Physical Oceanography
Water may be the most obvious component of Stellwagen Bank. Currents, tides and storms work with shape of the Bank, seasonal changes in light levels and nutrients to form the habitat used by all the local inhabitants. But this richness does not stand alone. The nutrient rich currents that feed this habitat come from somewhere else.
Stellwagen lies at the southern end of the Gulf of Maine, a semi-protected body of water open to the Atlantic by the Great South Channel. Currents, flowing off the Atlantic, sweep counter clockwise through the Gulf gathering nutrients (and pollutants) from the rivers running to the coasts of Canada and New England. Minerals from rivers and the decaying bodies of marine plants and animals drift down, with gravity, to the cool currents below. As these deep currents run into obstructions, like Cape Cod and Stellwagen Bank, they are forced upward.
This process, called upwelling, fertilizes the sun-drenched surface waters creating the perfect habitat for drifting marine plants or, phytoplankton. This growth, in turn, will add to the richness of the Gulf’s currents, creating a cycle of nutrients: each local habitat within the Gulf gives energy to the currents and each habitat receives energy from the currents.

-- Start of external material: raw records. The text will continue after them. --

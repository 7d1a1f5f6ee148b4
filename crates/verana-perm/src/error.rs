//! # Error Types: Permission Engine
//!
//! Every handler returns [`PermError`]. Any error aborts the whole
//! transaction: the keeper restores the store, the event buffer and the host
//! collaborators before handing the error back.
//!
//! ## Design
//!
//! - Validation errors carry the rejected value.
//! - State errors carry the permission id, the current state and the
//!   attempted transition.
//! - Economic errors carry the account and the amounts involved.

use thiserror::Error;
use verana_core::{Address, PermissionId, Timestamp, ValidationError};

use crate::host::HostError;
use crate::params::ParamsError;
use crate::types::{PermManagementMode, PermissionType, ValidationState};

/// Coarse classification of a [`PermError`], mirroring how a client should
/// react: fix the request, re-read state, or fund the account.
#[derive(Debug, Clone, Copy, PartialEq, Eq, Hash)]
pub enum ErrorCategory {
    /// Malformed request, rejected before any state is read.
    Validation,
    /// The request conflicts with current state or the caller's authority.
    State,
    /// Not enough funds, escrow or deposit.
    Economic,
}

/// Errors returned by permission handlers and queries.
#[derive(Error, Debug)]
pub enum PermError {
    /// A field failed syntax validation.
    #[error(transparent)]
    Validation(#[from] ValidationError),

    /// A request is well-formed field by field but inconsistent as a whole.
    #[error("invalid request: {0}")]
    InvalidRequest(String),

    /// Loaded parameters are unusable.
    #[error(transparent)]
    Params(#[from] ParamsError),

    #[error("permission {0} not found")]
    PermissionNotFound(PermissionId),

    #[error("permission session {0:?} not found")]
    SessionNotFound(String),

    /// `validator_perm_id` is zero or points at no permission.
    #[error("validator permission {0} not found")]
    ValidatorNotFound(u64),

    /// The validator exists but cannot validate right now.
    #[error("validator permission {id} is not eligible: {reason}")]
    ValidatorNotEligible {
        id: PermissionId,
        reason: String,
    },

    /// The validator's type cannot validate the requested type under the
    /// schema's management mode.
    #[error("{validator_type} permission {validator} cannot validate a {requested} permission: {reason}")]
    InvalidValidatorType {
        validator: PermissionId,
        validator_type: PermissionType,
        requested: PermissionType,
        reason: String,
    },

    #[error("credential schema {0} not found")]
    CredentialSchemaNotFound(u64),

    #[error("trust registry {0} not found")]
    TrustRegistryNotFound(u64),

    #[error("schema {schema_id} is in {mode} mode: {reason}")]
    ManagementModeMismatch {
        schema_id: u64,
        mode: PermManagementMode,
        reason: String,
    },

    #[error("no active ECOSYSTEM permission for schema {0}")]
    EcosystemPermissionNotFound(u64),

    /// The permission has the wrong type for the role it is used in.
    #[error("permission {id} is {found}, expected {expected}")]
    InvalidPermissionType {
        id: PermissionId,
        found: PermissionType,
        expected: PermissionType,
    },

    /// A participant permission is revoked, terminated, slashed or outside
    /// its effective window.
    #[error("permission {id} is not active: {reason}")]
    PermissionNotActive {
        id: PermissionId,
        reason: String,
    },

    // ── state machine ──

    /// Attempted transition is not valid from the current state.
    #[error("permission {id}: invalid transition {from} -> {to}")]
    InvalidTransition {
        id: PermissionId,
        from: ValidationState,
        to: ValidationState,
    },

    /// The operation requires a VALIDATED permission.
    #[error("permission {id} is {state}, expected VALIDATED")]
    NotValidated {
        id: PermissionId,
        state: ValidationState,
    },

    /// Renewal tried to change a fee.
    #[error("permission {id}: {field} cannot change on renewal ({current} -> {requested})")]
    RenewalFeeMismatch {
        id: PermissionId,
        field: &'static str,
        current: u64,
        requested: u64,
    },

    /// Renewal tried to change the country.
    #[error("permission {id}: country cannot change on renewal")]
    RenewalCountryMismatch { id: PermissionId },

    /// `effective_until` supplied at validation is out of bounds.
    #[error("permission {id}: invalid effective_until {requested}: {reason}")]
    InvalidEffectiveUntil {
        id: PermissionId,
        requested: Timestamp,
        reason: String,
    },

    #[error("permission {id}: extension to {requested} is not after current effective_until {current:?}")]
    ExtensionNotAfterCurrent {
        id: PermissionId,
        current: Option<Timestamp>,
        requested: Timestamp,
    },

    #[error("permission {id}: extension to {requested} exceeds validation window ending {vp_exp}")]
    ExtensionExceedsValidationWindow {
        id: PermissionId,
        vp_exp: Timestamp,
        requested: Timestamp,
    },

    #[error("permission {0} is already revoked")]
    AlreadyRevoked(PermissionId),

    /// The validator chain did not reach a root within the hop bound.
    #[error("validator chain from permission {start} exceeds {max_depth} hops or loops back on itself")]
    ValidatorChainCycle {
        start: PermissionId,
        max_depth: u32,
    },

    /// The caller is not the grantee, validator or controller the action requires.
    #[error("{caller} is not authorized to {action}")]
    Unauthorized {
        caller: Address,
        action: &'static str,
    },

    #[error("session {session_id:?} already holds this authorization")]
    DuplicateAuthorization { session_id: String },

    #[error("permission {0} has no slashed deposit to repay")]
    NothingToRepay(PermissionId),

    // ── economic ──

    #[error("insufficient funds on {account}: required {required}, available {available}")]
    InsufficientFunds {
        account: Address,
        required: u64,
        available: u64,
    },

    #[error("permission {id}: slash of {amount} exceeds unslashed deposit {available}")]
    SlashExceedsDeposit {
        id: PermissionId,
        amount: u64,
        available: u64,
    },

    /// A fee or deposit computation left the `u64` range.
    #[error("amount overflow while computing {0}")]
    AmountOverflow(&'static str),

    /// A bank or trust-deposit collaborator rejected the call.
    #[error("host collaborator error: {0}")]
    Host(#[from] HostError),
}

impl PermError {
    /// How a client should treat this error.
    pub fn category(&self) -> ErrorCategory {
        match self {
            Self::Validation(_) | Self::InvalidRequest(_) | Self::Params(_) => {
                ErrorCategory::Validation
            }
            Self::InsufficientFunds { .. }
            | Self::SlashExceedsDeposit { .. }
            | Self::AmountOverflow(_)
            | Self::Host(_) => ErrorCategory::Economic,
            _ => ErrorCategory::State,
        }
    }
}

#[cfg(test)]
mod tests {
    use super::*;

    #[test]
    fn test_categories() {
        let v: PermError = ValidationError::MissingField("id").into();
        assert_eq!(v.category(), ErrorCategory::Validation);

        let s = PermError::RenewalFeeMismatch {
            id: PermissionId(3),
            field: "issuance_fees",
            current: 5,
            requested: 6,
        };
        assert_eq!(s.category(), ErrorCategory::State);
        assert_eq!(
            s.to_string(),
            "permission 3: issuance_fees cannot change on renewal (5 -> 6)"
        );

        let e = PermError::AmountOverflow("fees_in_denom");
        assert_eq!(e.category(), ErrorCategory::Economic);
    }

    #[test]
    fn test_transition_message_names_states() {
        let e = PermError::InvalidTransition {
            id: PermissionId(9),
            from: ValidationState::Validated,
            to: ValidationState::Terminated,
        };
        assert_eq!(e.to_string(), "permission 9: invalid transition VALIDATED -> TERMINATED");
    }
}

A cross section of water on Stellwagen, from the surface to the bottom, shows that the properties of the water are not the same throughout. These properties change with the seasons. Layers of water, separated by temperature (with the warmer, less dense waters on top), salinity and nutrient content form at different times. In a simplified model, the long days of summer create a surface layer of warm water, separated from the cooler, deep waters by the thermocline. This stratification breaks down through the storms of Fall: strong winds churn the seas creating a well-mixed water column where temperature, salinity and nutrients are similar from the surface to the bottom.
Spring
Well mixed water, from winter storms, begins to warm near the surface; strengthening sun and nutrients create the strongest bloom of phytoplankton for the year.
Summer
The sun-drenched upper layer has separated from the cooler depths (thermocline); nutrients within the upper layer are used up by the explosion of phytoplankton.
Fall
With less sun and more wind, the thermocline of summer breaks down. Unused nutrients from the bottom layer circulate to the surface creating a new, brief bloom of phytoplankton.
Winter
With few hours of sun and intense storms nutrients, temperature and salinity are the same throughout the water column. Phytoplankton numbers are at their lowest.
Changes in the composition of water, caused by weather, seasons and bathymetry (shape of the sea floor) are the basis of marine environments. These changes are key to understanding the lives of marine organisms, from right whales to copepods, clams to cod.